**Exercise requirements:** With no line left out, restate the data word for word.

**Dataset entries:**
:::
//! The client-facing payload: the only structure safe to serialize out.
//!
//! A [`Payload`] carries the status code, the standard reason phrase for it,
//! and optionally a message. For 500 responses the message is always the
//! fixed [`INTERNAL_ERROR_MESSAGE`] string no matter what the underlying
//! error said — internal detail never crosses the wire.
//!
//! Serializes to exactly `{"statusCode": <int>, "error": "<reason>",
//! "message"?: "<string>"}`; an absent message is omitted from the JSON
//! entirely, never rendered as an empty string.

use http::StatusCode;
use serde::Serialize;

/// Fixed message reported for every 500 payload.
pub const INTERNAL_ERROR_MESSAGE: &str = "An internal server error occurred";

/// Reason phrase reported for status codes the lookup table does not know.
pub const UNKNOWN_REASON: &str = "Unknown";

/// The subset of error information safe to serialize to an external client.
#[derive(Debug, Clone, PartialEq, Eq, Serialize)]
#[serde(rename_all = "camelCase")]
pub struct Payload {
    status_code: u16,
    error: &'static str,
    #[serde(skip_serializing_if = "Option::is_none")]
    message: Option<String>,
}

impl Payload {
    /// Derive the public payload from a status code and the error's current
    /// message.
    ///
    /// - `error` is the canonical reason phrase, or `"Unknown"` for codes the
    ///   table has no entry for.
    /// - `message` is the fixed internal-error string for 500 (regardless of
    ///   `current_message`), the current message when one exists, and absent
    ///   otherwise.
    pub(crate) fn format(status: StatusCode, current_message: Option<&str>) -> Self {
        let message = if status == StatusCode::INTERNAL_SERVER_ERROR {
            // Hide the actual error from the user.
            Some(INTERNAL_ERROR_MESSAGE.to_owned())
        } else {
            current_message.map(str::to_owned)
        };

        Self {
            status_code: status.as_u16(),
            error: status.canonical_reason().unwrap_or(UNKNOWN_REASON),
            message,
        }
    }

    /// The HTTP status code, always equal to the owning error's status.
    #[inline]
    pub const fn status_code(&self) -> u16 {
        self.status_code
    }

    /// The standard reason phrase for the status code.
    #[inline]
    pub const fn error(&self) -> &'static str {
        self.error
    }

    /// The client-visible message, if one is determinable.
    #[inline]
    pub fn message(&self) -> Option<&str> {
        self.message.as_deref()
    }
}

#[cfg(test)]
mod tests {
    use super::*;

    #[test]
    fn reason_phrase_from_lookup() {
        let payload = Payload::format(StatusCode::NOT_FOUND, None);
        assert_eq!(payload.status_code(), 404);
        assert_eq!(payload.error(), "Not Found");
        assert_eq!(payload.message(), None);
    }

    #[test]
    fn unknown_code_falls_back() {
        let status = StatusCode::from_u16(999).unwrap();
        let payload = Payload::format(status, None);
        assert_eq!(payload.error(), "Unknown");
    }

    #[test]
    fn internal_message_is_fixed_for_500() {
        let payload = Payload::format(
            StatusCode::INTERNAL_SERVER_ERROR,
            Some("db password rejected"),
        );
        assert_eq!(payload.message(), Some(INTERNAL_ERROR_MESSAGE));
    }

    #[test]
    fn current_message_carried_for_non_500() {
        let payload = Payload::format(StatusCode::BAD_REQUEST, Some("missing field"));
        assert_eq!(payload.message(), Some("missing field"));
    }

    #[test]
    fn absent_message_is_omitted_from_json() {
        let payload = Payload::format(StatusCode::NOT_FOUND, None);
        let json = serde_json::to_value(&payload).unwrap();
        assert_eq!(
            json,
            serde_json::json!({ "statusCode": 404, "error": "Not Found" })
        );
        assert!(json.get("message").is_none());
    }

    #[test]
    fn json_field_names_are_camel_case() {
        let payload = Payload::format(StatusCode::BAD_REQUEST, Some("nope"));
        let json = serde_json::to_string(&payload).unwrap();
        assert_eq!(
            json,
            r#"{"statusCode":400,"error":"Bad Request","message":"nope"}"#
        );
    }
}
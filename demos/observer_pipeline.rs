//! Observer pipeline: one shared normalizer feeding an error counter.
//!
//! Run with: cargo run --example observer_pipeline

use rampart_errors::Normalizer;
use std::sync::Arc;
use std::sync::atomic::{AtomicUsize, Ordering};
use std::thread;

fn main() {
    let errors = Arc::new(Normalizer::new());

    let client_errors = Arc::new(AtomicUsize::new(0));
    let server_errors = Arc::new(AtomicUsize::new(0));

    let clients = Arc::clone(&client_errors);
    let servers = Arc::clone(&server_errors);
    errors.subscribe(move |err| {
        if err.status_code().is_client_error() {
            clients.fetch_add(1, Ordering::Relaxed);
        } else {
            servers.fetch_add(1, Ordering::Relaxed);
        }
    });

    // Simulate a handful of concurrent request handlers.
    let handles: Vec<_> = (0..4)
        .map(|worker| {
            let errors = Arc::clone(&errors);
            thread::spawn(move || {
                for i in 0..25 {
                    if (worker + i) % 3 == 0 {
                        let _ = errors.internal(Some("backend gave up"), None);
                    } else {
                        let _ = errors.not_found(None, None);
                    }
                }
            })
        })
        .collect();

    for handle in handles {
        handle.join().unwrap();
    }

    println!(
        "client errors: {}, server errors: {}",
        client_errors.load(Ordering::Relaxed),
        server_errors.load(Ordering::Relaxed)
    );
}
:::
**Response below:**
//! The client-facing payload: the only structure safe to serialize out.
//!
//! A [`Payload`] carries the status code, the standard reason phrase for it,
//! and optionally a message. For 500 responses the message is always the
//! fixed [`INTERNAL_ERROR_MESSAGE`] string no matter what the underlying
//! error said — internal detail never crosses the wire.
//!
//! Serializes to exactly `{"statusCode": <int>, "error": "<reason>",
//! "message"?: "<string>"}`; an absent message is omitted from the JSON
//! entirely, never rendered as an empty string.

use http::StatusCode;
use serde::Serialize;

/// Fixed message reported for every 500 payload.
pub const INTERNAL_ERROR_MESSAGE: &str = "An internal server error occurred";

/// Reason phrase reported for status codes the lookup table does not know.
pub const UNKNOWN_REASON: &str = "Unknown";

/// The subset of error information safe to serialize to an external client.
#[derive(Debug, Clone, PartialEq, Eq, Serialize)]
#[serde(rename_all = "camelCase")]
pub struct Payload {
    status_code: u16,
    error: &'static str,
    #[serde(skip_serializing_if = "Option::is_none")]
    message: Option<String>,
}

impl Payload {
    /// Derive the public payload from a status code and the error's current
    /// message.
    ///
    /// - `error` is the canonical reason phrase, or `"Unknown"` for codes the
    ///   table has no entry for.
    /// - `message` is the fixed internal-error string for 500 (regardless of
    ///   `current_message`), the current message when one exists, and absent
    ///   otherwise.
    pub(crate) fn format(status: StatusCode, current_message: Option<&str>) -> Self {
        let message = if status == StatusCode::INTERNAL_SERVER_ERROR {
            // Hide the actual error from the user.
            Some(INTERNAL_ERROR_MESSAGE.to_owned())
        } else {
            current_message.map(str::to_owned)
        };

        Self {
            status_code: status.as_u16(),
            error: status.canonical_reason().unwrap_or(UNKNOWN_REASON),
            message,
        }
    }

    /// The HTTP status code, always equal to the owning error's status.
    #[inline]
    pub const fn status_code(&self) -> u16 {
        self.status_code
    }

    /// The standard reason phrase for the status code.
    #[inline]
    pub const fn error(&self) -> &'static str {
        self.error
    }

    /// The client-visible message, if one is determinable.
    #[inline]
    pub fn message(&self) -> Option<&str> {
        self.message.as_deref()
    }
}

#[cfg(test)]
mod tests {
    use super::*;

    #[test]
    fn reason_phrase_from_lookup() {
        let payload = Payload::format(StatusCode::NOT_FOUND, None);
        assert_eq!(payload.status_code(), 404);
        assert_eq!(payload.error(), "Not Found");
        assert_eq!(payload.message(), None);
    }

    #[test]
    fn unknown_code_falls_back() {
        let status = StatusCode::from_u16(999).unwrap();
        let payload = Payload::format(status, None);
        assert_eq!(payload.error(), "Unknown");
    }

    #[test]
    fn internal_message_is_fixed_for_500() {
        let payload = Payload::format(
            StatusCode::INTERNAL_SERVER_ERROR,
            Some("db password rejected"),
        );
        assert_eq!(payload.message(), Some(INTERNAL_ERROR_MESSAGE));
    }

    #[test]
    fn current_message_carried_for_non_500() {
        let payload = Payload::format(StatusCode::BAD_REQUEST, Some("missing field"));
        assert_eq!(payload.message(), Some("missing field"));
    }

    #[test]
    fn absent_message_is_omitted_from_json() {
        let payload = Payload::format(StatusCode::NOT_FOUND, None);
        let json = serde_json::to_value(&payload).unwrap();
        assert_eq!(
            json,
            serde_json::json!({ "statusCode": 404, "error": "Not Found" })
        );
        assert!(json.get("message").is_none());
    }

    #[test]
    fn json_field_names_are_camel_case() {
        let payload = Payload::format(StatusCode::BAD_REQUEST, Some("nope"));
        let json = serde_json::to_string(&payload).unwrap();
        assert_eq!(
            json,
            r#"{"statusCode":400,"error":"Bad Request","message":"nope"}"#
        );
    }
}
filename demos/observer_pipeline.rs
//! Observer pipeline: one shared normalizer feeding an error counter.
//!
//! Run with: cargo run --example observer_pipeline

use rampart_errors::Normalizer;
use std::sync::Arc;
use std::sync::atomic::{AtomicUsize, Ordering};
use std::thread;

fn main() {
    let errors = Arc::new(Normalizer::new());

    let client_errors = Arc::new(AtomicUsize::new(0));
    let server_errors = Arc::new(AtomicUsize::new(0));

    let clients = Arc::clone(&client_errors);
    let servers = Arc::clone(&server_errors);
    errors.subscribe(move |err| {
        if err.status_code().is_client_error() {
            clients.fetch_add(1, Ordering::Relaxed);
        } else {
            servers.fetch_add(1, Ordering::Relaxed);
        }
    });

    // Simulate a handful of concurrent request handlers.
    let handles: Vec<_> = (0..4)
        .map(|worker| {
            let errors = Arc::clone(&errors);
            thread::spawn(move || {
                for i in 0..25 {
                    if (worker + i) % 3 == 0 {
                        let _ = errors.internal(Some("backend gave up"), None);
                    } else {
                        let _ = errors.not_found(None, None);
                    }
                }
            })
        })
        .collect();

    for handle in handles {
        handle.join().unwrap();
    }

    println!(
        "client errors: {}, server errors: {}",
        client_errors.load(Ordering::Relaxed),
        server_errors.load(Ordering::Relaxed)
    );
}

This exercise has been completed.